Exercise: The answer must consist of each line below that contains the word "trim", copied in full.

Material supplied:
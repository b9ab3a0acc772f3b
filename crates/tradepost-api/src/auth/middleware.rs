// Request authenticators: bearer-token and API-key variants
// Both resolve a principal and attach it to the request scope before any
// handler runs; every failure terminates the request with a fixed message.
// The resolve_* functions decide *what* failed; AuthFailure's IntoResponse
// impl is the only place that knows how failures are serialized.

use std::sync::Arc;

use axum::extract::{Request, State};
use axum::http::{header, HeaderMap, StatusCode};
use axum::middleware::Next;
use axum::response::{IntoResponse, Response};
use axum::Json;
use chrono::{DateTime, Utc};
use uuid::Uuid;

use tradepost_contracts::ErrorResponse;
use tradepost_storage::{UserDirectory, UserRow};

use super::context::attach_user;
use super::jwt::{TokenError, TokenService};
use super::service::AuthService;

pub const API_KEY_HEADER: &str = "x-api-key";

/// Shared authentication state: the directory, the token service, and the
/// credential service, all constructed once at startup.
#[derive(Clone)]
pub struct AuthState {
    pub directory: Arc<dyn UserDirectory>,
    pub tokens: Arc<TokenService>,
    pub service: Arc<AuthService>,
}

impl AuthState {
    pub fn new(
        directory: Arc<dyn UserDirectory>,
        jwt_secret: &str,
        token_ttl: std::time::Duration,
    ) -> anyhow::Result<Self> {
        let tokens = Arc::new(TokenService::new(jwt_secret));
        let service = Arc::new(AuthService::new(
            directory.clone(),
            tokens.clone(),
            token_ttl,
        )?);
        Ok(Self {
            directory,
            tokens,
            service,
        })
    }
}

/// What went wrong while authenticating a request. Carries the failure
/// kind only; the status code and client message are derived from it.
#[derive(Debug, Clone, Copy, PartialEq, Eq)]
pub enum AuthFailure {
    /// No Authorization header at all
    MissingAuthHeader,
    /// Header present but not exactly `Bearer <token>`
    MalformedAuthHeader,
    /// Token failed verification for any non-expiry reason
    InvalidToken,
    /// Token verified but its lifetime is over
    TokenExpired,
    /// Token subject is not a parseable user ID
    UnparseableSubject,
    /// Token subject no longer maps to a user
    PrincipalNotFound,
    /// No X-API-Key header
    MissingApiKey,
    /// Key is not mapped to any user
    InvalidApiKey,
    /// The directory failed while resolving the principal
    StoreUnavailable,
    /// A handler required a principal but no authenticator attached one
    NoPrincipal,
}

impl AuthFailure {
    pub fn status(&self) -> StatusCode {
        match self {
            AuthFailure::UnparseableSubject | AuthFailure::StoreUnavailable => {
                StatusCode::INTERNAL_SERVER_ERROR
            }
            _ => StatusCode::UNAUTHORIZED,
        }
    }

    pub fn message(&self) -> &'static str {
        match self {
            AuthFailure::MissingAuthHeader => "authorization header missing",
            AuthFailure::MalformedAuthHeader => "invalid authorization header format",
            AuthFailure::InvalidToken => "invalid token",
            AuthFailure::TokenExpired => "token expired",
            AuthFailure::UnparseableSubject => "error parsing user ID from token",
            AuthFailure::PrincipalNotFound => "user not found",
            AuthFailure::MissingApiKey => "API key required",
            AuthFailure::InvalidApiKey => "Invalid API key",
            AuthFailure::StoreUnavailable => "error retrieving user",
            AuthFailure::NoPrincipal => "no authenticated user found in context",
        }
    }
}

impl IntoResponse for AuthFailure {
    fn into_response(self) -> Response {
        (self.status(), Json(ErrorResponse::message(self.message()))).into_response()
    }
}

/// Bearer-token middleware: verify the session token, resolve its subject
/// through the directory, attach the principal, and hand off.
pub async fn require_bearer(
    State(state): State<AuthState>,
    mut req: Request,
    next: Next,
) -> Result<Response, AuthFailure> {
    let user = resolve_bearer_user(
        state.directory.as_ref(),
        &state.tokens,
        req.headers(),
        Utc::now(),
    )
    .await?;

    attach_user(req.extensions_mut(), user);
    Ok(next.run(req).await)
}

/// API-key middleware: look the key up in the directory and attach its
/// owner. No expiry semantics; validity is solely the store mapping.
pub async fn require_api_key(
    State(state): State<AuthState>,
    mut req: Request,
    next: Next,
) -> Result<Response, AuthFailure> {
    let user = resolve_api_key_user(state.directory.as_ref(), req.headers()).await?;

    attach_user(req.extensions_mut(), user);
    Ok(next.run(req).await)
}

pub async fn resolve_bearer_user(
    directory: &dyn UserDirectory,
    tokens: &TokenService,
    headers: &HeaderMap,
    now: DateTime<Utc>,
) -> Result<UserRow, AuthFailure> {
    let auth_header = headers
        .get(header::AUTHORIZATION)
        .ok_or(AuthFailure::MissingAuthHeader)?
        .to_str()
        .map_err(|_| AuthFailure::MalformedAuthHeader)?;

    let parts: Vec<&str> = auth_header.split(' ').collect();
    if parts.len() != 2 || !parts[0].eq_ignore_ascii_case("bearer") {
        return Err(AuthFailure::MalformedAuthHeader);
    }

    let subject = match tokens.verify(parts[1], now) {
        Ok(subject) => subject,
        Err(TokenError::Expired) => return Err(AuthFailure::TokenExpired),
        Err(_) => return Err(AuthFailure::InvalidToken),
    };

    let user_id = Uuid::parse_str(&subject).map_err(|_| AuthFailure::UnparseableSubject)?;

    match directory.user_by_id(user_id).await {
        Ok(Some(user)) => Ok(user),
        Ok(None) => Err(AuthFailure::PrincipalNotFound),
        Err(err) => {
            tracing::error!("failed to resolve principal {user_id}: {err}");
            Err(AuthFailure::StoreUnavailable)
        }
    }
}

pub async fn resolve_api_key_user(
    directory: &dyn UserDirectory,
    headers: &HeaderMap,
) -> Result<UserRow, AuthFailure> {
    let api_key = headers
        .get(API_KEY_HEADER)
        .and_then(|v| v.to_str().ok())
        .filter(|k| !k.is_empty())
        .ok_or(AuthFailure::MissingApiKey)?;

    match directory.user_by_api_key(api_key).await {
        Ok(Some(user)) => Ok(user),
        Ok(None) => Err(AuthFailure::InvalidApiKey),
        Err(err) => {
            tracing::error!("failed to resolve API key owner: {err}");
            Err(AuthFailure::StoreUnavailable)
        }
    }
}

* * *

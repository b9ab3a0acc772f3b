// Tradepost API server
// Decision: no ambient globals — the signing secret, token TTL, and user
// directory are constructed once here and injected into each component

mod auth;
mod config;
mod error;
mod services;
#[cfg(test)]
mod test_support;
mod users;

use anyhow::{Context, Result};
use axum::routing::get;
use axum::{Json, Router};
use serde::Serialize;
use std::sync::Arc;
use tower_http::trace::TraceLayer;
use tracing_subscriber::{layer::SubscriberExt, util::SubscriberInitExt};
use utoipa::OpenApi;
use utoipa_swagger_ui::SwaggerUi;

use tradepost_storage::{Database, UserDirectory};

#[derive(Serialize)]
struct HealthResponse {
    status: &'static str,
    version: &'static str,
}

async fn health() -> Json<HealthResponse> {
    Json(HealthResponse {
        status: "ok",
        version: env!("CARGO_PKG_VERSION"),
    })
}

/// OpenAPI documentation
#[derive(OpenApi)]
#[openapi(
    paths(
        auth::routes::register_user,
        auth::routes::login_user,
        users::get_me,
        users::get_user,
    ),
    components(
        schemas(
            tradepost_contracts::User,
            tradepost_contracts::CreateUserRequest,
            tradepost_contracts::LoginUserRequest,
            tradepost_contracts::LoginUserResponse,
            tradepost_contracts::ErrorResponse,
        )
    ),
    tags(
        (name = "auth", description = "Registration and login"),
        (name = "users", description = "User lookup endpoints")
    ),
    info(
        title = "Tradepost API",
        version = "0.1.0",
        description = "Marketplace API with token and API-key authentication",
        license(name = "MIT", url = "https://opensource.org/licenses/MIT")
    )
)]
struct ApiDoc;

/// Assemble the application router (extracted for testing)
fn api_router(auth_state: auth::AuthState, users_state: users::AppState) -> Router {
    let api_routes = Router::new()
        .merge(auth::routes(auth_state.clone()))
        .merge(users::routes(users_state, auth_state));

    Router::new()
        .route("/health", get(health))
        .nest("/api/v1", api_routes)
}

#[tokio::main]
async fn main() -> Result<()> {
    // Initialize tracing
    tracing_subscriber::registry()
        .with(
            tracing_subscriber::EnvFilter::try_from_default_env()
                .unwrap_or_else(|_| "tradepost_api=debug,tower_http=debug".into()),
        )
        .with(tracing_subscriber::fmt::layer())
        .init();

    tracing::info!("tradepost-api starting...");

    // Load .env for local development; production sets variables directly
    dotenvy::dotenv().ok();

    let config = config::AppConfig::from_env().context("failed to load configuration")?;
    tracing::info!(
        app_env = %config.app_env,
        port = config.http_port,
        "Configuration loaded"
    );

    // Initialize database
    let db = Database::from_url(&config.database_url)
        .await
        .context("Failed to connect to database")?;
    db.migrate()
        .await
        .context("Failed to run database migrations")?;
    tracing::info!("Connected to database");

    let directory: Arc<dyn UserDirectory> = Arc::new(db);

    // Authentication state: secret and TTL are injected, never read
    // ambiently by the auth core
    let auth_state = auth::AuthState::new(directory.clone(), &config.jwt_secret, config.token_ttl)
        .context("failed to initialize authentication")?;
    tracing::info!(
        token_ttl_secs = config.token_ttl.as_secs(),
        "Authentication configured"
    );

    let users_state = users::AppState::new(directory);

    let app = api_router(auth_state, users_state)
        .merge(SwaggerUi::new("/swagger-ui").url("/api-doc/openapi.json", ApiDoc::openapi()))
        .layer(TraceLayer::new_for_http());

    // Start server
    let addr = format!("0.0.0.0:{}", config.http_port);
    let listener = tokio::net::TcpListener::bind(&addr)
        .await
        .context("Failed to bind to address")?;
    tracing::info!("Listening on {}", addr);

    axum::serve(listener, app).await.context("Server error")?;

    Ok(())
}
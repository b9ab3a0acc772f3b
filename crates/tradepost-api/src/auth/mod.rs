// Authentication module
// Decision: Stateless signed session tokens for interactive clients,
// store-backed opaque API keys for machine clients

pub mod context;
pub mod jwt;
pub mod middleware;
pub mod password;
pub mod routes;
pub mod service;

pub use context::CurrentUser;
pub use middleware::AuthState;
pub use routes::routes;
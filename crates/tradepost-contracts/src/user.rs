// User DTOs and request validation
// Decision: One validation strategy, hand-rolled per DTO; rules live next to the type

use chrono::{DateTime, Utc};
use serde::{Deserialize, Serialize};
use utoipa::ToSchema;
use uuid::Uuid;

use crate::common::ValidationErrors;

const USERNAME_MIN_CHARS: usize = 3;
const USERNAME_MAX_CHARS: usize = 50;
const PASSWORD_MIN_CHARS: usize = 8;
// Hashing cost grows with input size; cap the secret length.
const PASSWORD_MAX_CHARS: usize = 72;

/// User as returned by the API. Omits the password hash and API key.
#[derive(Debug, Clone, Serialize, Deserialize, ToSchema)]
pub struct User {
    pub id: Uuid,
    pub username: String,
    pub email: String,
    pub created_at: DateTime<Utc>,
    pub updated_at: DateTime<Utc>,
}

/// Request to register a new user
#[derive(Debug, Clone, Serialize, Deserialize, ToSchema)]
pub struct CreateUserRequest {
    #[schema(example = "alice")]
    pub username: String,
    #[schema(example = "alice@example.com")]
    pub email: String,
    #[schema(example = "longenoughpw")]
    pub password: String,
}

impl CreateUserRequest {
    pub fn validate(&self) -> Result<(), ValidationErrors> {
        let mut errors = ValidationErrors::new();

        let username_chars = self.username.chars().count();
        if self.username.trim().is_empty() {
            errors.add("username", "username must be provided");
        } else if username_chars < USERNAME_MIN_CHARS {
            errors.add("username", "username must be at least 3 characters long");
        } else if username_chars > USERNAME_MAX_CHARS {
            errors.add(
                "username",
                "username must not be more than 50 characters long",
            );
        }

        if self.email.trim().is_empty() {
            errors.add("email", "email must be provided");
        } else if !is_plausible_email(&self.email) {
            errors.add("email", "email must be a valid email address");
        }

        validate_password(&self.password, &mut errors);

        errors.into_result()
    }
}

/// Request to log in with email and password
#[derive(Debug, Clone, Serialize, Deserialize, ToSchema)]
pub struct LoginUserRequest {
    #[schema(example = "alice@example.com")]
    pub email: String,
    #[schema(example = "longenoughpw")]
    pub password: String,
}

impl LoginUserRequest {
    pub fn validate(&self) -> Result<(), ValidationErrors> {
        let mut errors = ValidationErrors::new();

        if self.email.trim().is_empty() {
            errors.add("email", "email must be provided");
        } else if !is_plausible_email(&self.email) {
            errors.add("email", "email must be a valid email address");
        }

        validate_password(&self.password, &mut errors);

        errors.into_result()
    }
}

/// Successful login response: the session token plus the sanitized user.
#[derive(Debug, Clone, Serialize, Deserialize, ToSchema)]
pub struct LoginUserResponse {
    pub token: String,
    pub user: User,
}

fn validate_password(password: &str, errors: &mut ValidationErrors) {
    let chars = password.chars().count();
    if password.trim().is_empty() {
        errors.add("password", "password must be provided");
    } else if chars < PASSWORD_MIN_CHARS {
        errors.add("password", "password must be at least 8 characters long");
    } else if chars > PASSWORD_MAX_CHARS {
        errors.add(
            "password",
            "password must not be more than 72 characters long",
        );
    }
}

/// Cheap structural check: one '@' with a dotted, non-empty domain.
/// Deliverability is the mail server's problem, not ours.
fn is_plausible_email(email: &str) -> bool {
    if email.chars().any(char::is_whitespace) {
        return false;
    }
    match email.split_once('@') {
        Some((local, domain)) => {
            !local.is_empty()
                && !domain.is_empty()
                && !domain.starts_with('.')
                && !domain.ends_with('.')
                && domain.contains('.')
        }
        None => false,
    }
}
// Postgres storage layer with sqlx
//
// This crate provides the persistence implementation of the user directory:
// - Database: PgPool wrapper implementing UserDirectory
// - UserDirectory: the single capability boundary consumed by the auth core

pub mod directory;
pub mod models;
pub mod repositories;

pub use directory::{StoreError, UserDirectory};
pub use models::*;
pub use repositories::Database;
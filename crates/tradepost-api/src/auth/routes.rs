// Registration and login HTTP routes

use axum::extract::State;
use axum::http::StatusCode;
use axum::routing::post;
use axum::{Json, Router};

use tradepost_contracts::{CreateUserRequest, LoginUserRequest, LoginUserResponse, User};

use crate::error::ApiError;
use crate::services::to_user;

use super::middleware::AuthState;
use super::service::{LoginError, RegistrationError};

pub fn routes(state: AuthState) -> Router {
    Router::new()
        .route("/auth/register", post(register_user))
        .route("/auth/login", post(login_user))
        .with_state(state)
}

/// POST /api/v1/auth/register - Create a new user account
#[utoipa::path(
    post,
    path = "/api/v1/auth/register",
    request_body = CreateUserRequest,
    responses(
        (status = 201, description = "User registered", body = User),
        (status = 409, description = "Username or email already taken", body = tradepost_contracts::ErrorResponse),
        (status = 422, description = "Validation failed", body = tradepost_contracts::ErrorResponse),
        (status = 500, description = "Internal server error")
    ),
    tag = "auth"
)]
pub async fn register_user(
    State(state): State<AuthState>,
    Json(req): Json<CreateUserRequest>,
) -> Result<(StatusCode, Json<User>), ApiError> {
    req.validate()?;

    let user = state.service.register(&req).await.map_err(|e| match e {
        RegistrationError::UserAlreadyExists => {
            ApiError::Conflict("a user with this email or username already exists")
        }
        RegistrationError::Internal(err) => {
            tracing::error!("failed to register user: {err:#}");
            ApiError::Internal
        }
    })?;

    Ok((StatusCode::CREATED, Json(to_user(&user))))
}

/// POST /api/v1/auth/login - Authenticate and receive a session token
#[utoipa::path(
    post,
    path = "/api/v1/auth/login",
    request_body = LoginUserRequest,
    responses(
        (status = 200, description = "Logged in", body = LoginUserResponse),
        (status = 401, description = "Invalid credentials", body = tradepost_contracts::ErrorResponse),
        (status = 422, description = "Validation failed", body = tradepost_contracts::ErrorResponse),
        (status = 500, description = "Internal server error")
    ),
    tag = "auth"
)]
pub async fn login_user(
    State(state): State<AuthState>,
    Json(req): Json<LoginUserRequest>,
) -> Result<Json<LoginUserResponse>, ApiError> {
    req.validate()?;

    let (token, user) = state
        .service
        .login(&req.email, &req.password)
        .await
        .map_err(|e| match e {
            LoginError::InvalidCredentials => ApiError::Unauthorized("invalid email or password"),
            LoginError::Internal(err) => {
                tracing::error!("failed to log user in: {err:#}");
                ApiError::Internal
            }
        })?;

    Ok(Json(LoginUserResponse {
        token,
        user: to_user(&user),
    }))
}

Response below:
        if self.username.trim().is_empty() {
        if self.email.trim().is_empty() {
        if self.email.trim().is_empty() {
    if password.trim().is_empty() {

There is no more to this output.